Corzano & Paterno – Via San Vito di Sopra, snc – 50020 San Casciano in Val di Pesa – Florence – Tuscany – Italy – tel. +39 055 8248 179

 

Borgorosa  and Casa Mattei  are both located in the heart of Chianti

Writers, artists, and pilgrims have for centuries been inspired by the villages and hilltops of Tuscany. And no wonder. During our visit, I was constantly in awe of the historic towns with their turrets and towers atop the hills. Certaldo Alta and San Gimignano, two of the region’s most notable hilltop towns, exemplified the Tuscany of medieval times and the beauty of modern-day Tuscany. On our first full day in the region on our way to lunch at Casa Egle, a luxury villa near Montespertoli, we got a glimpse of each town accompanied by our gracious host and owner of the villa, Egle Nossan.

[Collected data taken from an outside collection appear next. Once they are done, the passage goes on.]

impl Wal {
    /// Opens (or creates) a WAL directory, performing recovery if needed.
    pub fn open(dir: impl Into<PathBuf>, options: WalOptions) -> Result<(Self, RecoveryInfo)> {
        Self::open_with_recorder(dir, options, Arc::new(NoopRecorder))
    }

    /// Opens a WAL with an injected metrics recorder.
    pub fn open_with_recorder(
        dir: impl Into<PathBuf>,
        options: WalOptions,
        recorder: Arc<dyn MetricsRecorder>,
    ) -> Result<(Self, RecoveryInfo)> {
        let dir = dir.into();
        std::fs::create_dir_all(&dir)?;
        let lock = DirLock::acquire(&dir)?;

        let segments = list_segments(&dir)?;
        let mut info = RecoveryInfo {
            segments_found: segments.len(),
            ..RecoveryInfo::default()
        };

        let (active, next_sequence, last_hash) = if segments.is_empty() {
            let active = Segment::create(&dir, 1, options.max_segment_bytes)?;
            (active, 1u64, ZERO_HASH)
        } else {
            let (first_seq, path) = segments
                .last()
                .cloned()
                .expect("segments is non-empty: just checked");
            let recovered =
                recover_segment(&path, first_seq, options.repair_on_open, &mut info)?;

            // An empty highest segment inherits chain state from its
            // predecessor (it was rotated in but never written to).
            let (next_sequence, last_hash) = match (recovered, segments.len()) {
                (Some(state), _) => state,
                (None, 1) => (first_seq, ZERO_HASH),
                (None, _) => {
                    let (prev_seq, prev_path) = segments[segments.len() - 2].clone();
                    let mut prev_info = RecoveryInfo::default();
                    recover_segment(&prev_path, prev_seq, false, &mut prev_info)?
                        .ok_or_else(|| WalError::Integrity {
                            segment: prev_path.display().to_string(),
                            reason: "rotated segment holds no records".to_string(),
                        })?
                }
            };

            let active = Segment::open(path, first_seq, options.max_segment_bytes)?;
            (active, next_sequence, last_hash)
        };

        if info.truncated_bytes > 0 {
            let status = if info.corruption_repaired { "repaired" } else { "torn_tail" };
            recorder.counter("wal_recoveries_total", &[("status", status)], 1);
        }
        recorder.gauge("wal_segments_total", &[], segments.len().max(1) as f64);

        let first_active_seq = active.first_sequence();
        let wal = Self {
            dir,
            recorder,
            inner: Arc::new(Mutex::new(WalInner {
                active_index: SegmentIndex::new(first_active_seq),
                active,
                next_sequence,
                last_hash,
            })),
            flusher: Mutex::new(None),
            closed: AtomicBool::new(false),
            options,
            _lock: lock,
        };
        wal.rebuild_active_index()?;

        if let SyncMode::Interval(period) = wal.options.sync_mode {
            wal.spawn_interval_flusher(period);
        }

        tracing::info!(
            dir = %wal.dir.display(),
            segments = info.segments_found,
            next_sequence = next_sequence,
            truncated_bytes = info.truncated_bytes,
            "opened WAL"
        );
        Ok((wal, info))
    }

    fn rebuild_active_index(&self) -> Result<()> {
        let mut inner = self.lock_inner();
        if inner.active.len() > 0 {
            inner.active_index =
                SegmentIndex::rebuild(inner.active.path(), inner.active.first_sequence())?;
        }
        Ok(())
    }

    fn spawn_interval_flusher(&self, period: Duration) {
        let inner = Arc::clone(&self.inner);
        let (tx, rx) = mpsc::channel::<()>();
        let handle = std::thread::Builder::new()
            .name("gneiss-wal-flusher".into())
            .spawn(move || loop {
                match rx.recv_timeout(period) {
                    Err(mpsc::RecvTimeoutError::Timeout) => {
                        let guard = inner.lock().expect("wal mutex poisoned");
                        if let Err(err) = guard.active.sync() {
                            tracing::error!(error = %err, "interval fsync failed");
                        }
                    }
                    Ok(()) | Err(mpsc::RecvTimeoutError::Disconnected) => return,
                }
            })
            .expect("failed to spawn WAL flusher thread");
        *self.flusher.lock().expect("flusher mutex poisoned") =
            Some(IntervalFlusher { shutdown: tx, handle });
    }

    fn lock_inner(&self) -> std::sync::MutexGuard<'_, WalInner> {
        self.inner.lock().expect("wal mutex poisoned")
    }

    /// The WAL directory.
    pub fn dir(&self) -> &Path {
        &self.dir
    }

    /// Sequence the next appended record will receive.
    pub fn next_sequence(&self) -> u64 {
        self.lock_inner().next_sequence
    }

    /// Appends a payload as the next record and returns its sequence.
    ///
    /// Rotation triggers (size, age) are checked first; the record is encoded
    /// against the in-memory chain state and the state advances on success.
    /// Durability is the caller's responsibility via [`Wal::flush`] unless
    /// the sync mode is `Immediate`.
    pub fn append(
        &self,
        flags: RecordFlags,
        timestamp_nanos: i64,
        payload: &[u8],
    ) -> Result<u64> {
        if self.closed.load(Ordering::Acquire) {
            return Err(WalError::Closed);
        }

        let mut inner = self.lock_inner();
        let sequence = inner.next_sequence;
        let bytes = record::encode(&inner.last_hash, sequence, timestamp_nanos, flags, payload);

        if inner
            .active
            .wants_rotation(bytes.len() as u64, self.options.max_segment_age)
        {
            self.rotate(&mut inner)?;
        }

        let offset = match inner.active.append(&bytes) {
            Ok(offset) => offset,
            Err(WalError::SegmentFull { .. }) if inner.active.len() > 0 => {
                // Lost a race with the size estimate; rotate and retry once.
                self.rotate(&mut inner)?;
                inner.active.append(&bytes)?
            }
            Err(err) => return Err(err),
        };

        inner.active_index.push(offset);
        inner.last_hash = record::encoded_record_hash(&bytes);
        inner.next_sequence = sequence + 1;

        if self.options.sync_mode == SyncMode::Immediate {
            inner.active.sync()?;
        }

        self.recorder
            .gauge("wal_size_bytes", &[], inner.active.len() as f64);
        Ok(sequence)
    }

    /// Rotates the active segment: one final fsync, sidecar index write,
    /// then a fresh segment named by the next sequence.
    fn rotate(&self, inner: &mut WalInner) -> Result<()> {
        // Closing: the outgoing segment gets its final fsync before the new
        // one opens, so rotation never weakens durability.
        inner.active.sync()?;

        let index_path = inner
            .active
            .path()
            .with_extension(INDEX_EXT);
        if let Err(err) = inner.active_index.save(&index_path) {
            // The sidecar is rebuildable; losing it is not a write failure.
            tracing::warn!(error = %err, "failed to write sidecar index");
        }

        let old_first = inner.active.first_sequence();
        inner.active = Segment::create(&self.dir, inner.next_sequence, self.options.max_segment_bytes)?;
        inner.active_index = SegmentIndex::new(inner.next_sequence);

        self.recorder.counter("wal_segments_total", &[], 1);
        tracing::info!(
            old_segment = %segment_file_name(old_first),
            new_segment = %segment_file_name(inner.next_sequence),
            "rotated segment"
        );
        Ok(())
    }

    /// Fsyncs the active segment.
    pub fn flush(&self) -> Result<()> {
        let inner = self.lock_inner();
        inner.active.sync()
    }

    /// Scans every segment end-to-end, validating CRCs, record hashes, the
    /// chain, and sequence continuity.
    pub fn verify_integrity(&self) -> Result<IntegrityReport> {
        let inner = self.lock_inner();
        inner.active.sync()?;
        let segments = list_segments(&self.dir)?;
        drop(inner);

        let mut report = IntegrityReport {
            valid: true,
            total_records: 0,
            last_sequence: 0,
            segments_scanned: segments.len(),
            corrupted_segments: Vec::new(),
            chain_valid: true,
            truncated_tail: false,
            error: None,
        };

        // A pruned WAL no longer starts at sequence 1: the scan starts at
        // the first remaining segment, and only a genesis WAL pins the first
        // prev_hash to zero.
        let mut expected_seq: u64 = segments.first().map_or(1, |(seq, _)| *seq);
        let mut expected_prev: Option<Hash32> = if expected_seq == 1 {
            Some(ZERO_HASH)
        } else {
            None
        };
        let last_index = segments.len().saturating_sub(1);

        for (position, (first_seq, path)) in segments.iter().enumerate() {
            let name = segment_file_name(*first_seq);
            let mut fail = |report: &mut IntegrityReport, reason: String| {
                report.valid = false;
                if report.error.is_none() {
                    report.error = Some(format!("{name}: {reason}"));
                }
                if !report.corrupted_segments.contains(&name) {
                    report.corrupted_segments.push(name.clone());
                }
            };

            if *first_seq != expected_seq {
                fail(
                    &mut report,
                    format!("starts at sequence {first_seq}, expected {expected_seq}"),
                );
                self.recorder.counter("wal_corruptions_total", &[], 1);
                break;
            }

            let scan = SegmentScan::read(path)?;
            for record in &scan.records {
                if record.sequence != expected_seq {
                    fail(
                        &mut report,
                        format!("sequence {} where {expected_seq} expected", record.sequence),
                    );
                    break;
                }
                if expected_prev.is_some_and(|prev| record.prev_hash != prev) {
                    report.chain_valid = false;
                    fail(
                        &mut report,
                        format!("hash chain broken at sequence {}", record.sequence),
                    );
                    break;
                }
                if !record.verify_hash() {
                    report.chain_valid = false;
                    fail(
                        &mut report,
                        format!("record hash mismatch at sequence {}", record.sequence),
                    );
                    break;
                }
                expected_prev = Some(record.record_hash);
                expected_seq += 1;
                report.total_records += 1;
            }

            if !report.valid {
                self.recorder.counter("wal_corruptions_total", &[], 1);
                break;
            }

            match &scan.tail {
                TailState::Clean => {}
                TailState::Torn { offset } if position == last_index => {
                    report.truncated_tail = true;
                    tracing::warn!(segment = %name, offset, "torn tail on last segment");
                }
                TailState::Torn { offset } => {
                    fail(&mut report, format!("torn record at offset {offset}"));
                    self.recorder.counter("wal_corruptions_total", &[], 1);
                    break;
                }
                TailState::Corrupt { offset, reason } => {
                    fail(
                        &mut report,
                        format!("corrupt bytes at offset {offset}: {reason}"),
                    );
                    self.recorder.counter("wal_corruptions_total", &[], 1);
                    break;
                }
            }
        }

        report.last_sequence = expected_seq.saturating_sub(1);
        Ok(report)
    }

    /// Reads decoded records with sequences in `[from_seq, to_seq]`.
    ///
    /// Linear within each overlapping segment; the sidecar index is used to
    /// seek to the first requested record where available.
    pub fn read_range(&self, from_seq: u64, to_seq: u64) -> Result<Vec<Record>> {
        let inner = self.lock_inner();
        let segments = list_segments(&self.dir)?;
        drop(inner);

        let mut results = Vec::new();
        for (i, (first_seq, path)) in segments.iter().enumerate() {
            let next_first = segments.get(i + 1).map(|(seq, _)| *seq);
            if next_first.is_some_and(|next| next <= from_seq) {
                continue;
            }
            if *first_seq > to_seq {
                break;
            }

            let start_offset = if from_seq > *first_seq {
                let index_path = path.with_extension(INDEX_EXT);
                SegmentIndex::load_or_rebuild(path, &index_path, *first_seq)?
                    .lookup(from_seq)
                    .unwrap_or(0)
            } else {
                0
            };

            let data: bytes::Bytes = std::fs::read(path)?.into();
            for record in SegmentIter::new(data, start_offset) {
                if record.sequence > to_seq {
                    return Ok(results);
                }
                if record.sequence >= from_seq {
                    results.push(record);
                }
            }
        }
        Ok(results)
    }

    /// Deletes closed segments whose newest record is older than `cutoff`
    /// nanoseconds since the epoch. The active segment is never pruned.
    ///
    /// Callers enforce the retention floor: `cutoff` must already honor the
    /// active compliance profile's minimum retention.
    pub fn prune_segments(&self, cutoff_nanos: i64) -> Result<usize> {
        let inner = self.lock_inner();
        let active_first = inner.active.first_sequence();
        let segments = list_segments(&self.dir)?;
        drop(inner);

        let mut pruned = 0;
        for (first_seq, path) in segments {
            if first_seq >= active_first {
                continue;
            }
            let scan = SegmentScan::read(&path)?;
            let newest = scan.records.iter().map(|r| r.timestamp_nanos).max();
            if newest.is_some_and(|ts| ts < cutoff_nanos) {
                std::fs::remove_file(&path)?;
                let _ = std::fs::remove_file(path.with_extension(INDEX_EXT));
                pruned += 1;
                tracing::info!(segment = %segment_file_name(first_seq), "pruned segment");
            }
        }
        Ok(pruned)
    }

    /// Flushes and shuts down background work. Further appends fail with
    /// [`WalError::Closed`]. Idempotent.
    pub fn close(&self) -> Result<()> {
        if self.closed.swap(true, Ordering::AcqRel) {
            return Ok(());
        }
        if let Some(flusher) = self.flusher.lock().expect("flusher mutex poisoned").take() {
            let _ = flusher.shutdown.send(());
            let _ = flusher.handle.join();
        }
        self.flush()
    }
}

Towers of San Gimignano on a hilltop of Tuscany

Towers of San Gimignano on a hilltop of Tuscany

A short walk through history

  • San Gimignano

Egle enthusiastically recommended that we see the historic center of San Gimignano, a key stop on the Via Francigena (the ancient road and pilgrimage route to and from Rome), even for just a short while to walk in the footsteps of history. It’s a very popular town for visitors who marvel at its famous towers, remnants of medieval times. As we made our way to the highest point of the town, along every street and in every piazza of this UNESCO World Heritage Site, there were enticing scenes and a bustle of activity.

 

Via San Giovanni (in background) is Torre Grossa (left) and Torre Becci (right)

Via San Giovanni (in background) is Torre Grossa (left) and Torre Becci (right)

 The towers of San Gimignano form a striking skyline. Walking the narrow streets, you gaze up at these imposing sights as you would skyscrapers in a large city. The first towers were built by clans in the Middle Ages to watch for rival forces. Then throughout the centuries, additional towers were added to demonstrate power and wealth. At its peak, San Gimignano had 72 towers. Two of the remaining 14 towers can be seen partially in the photo above

 

Stairs to Piazza della Madonna (left) and shops on Via Giovanni (right)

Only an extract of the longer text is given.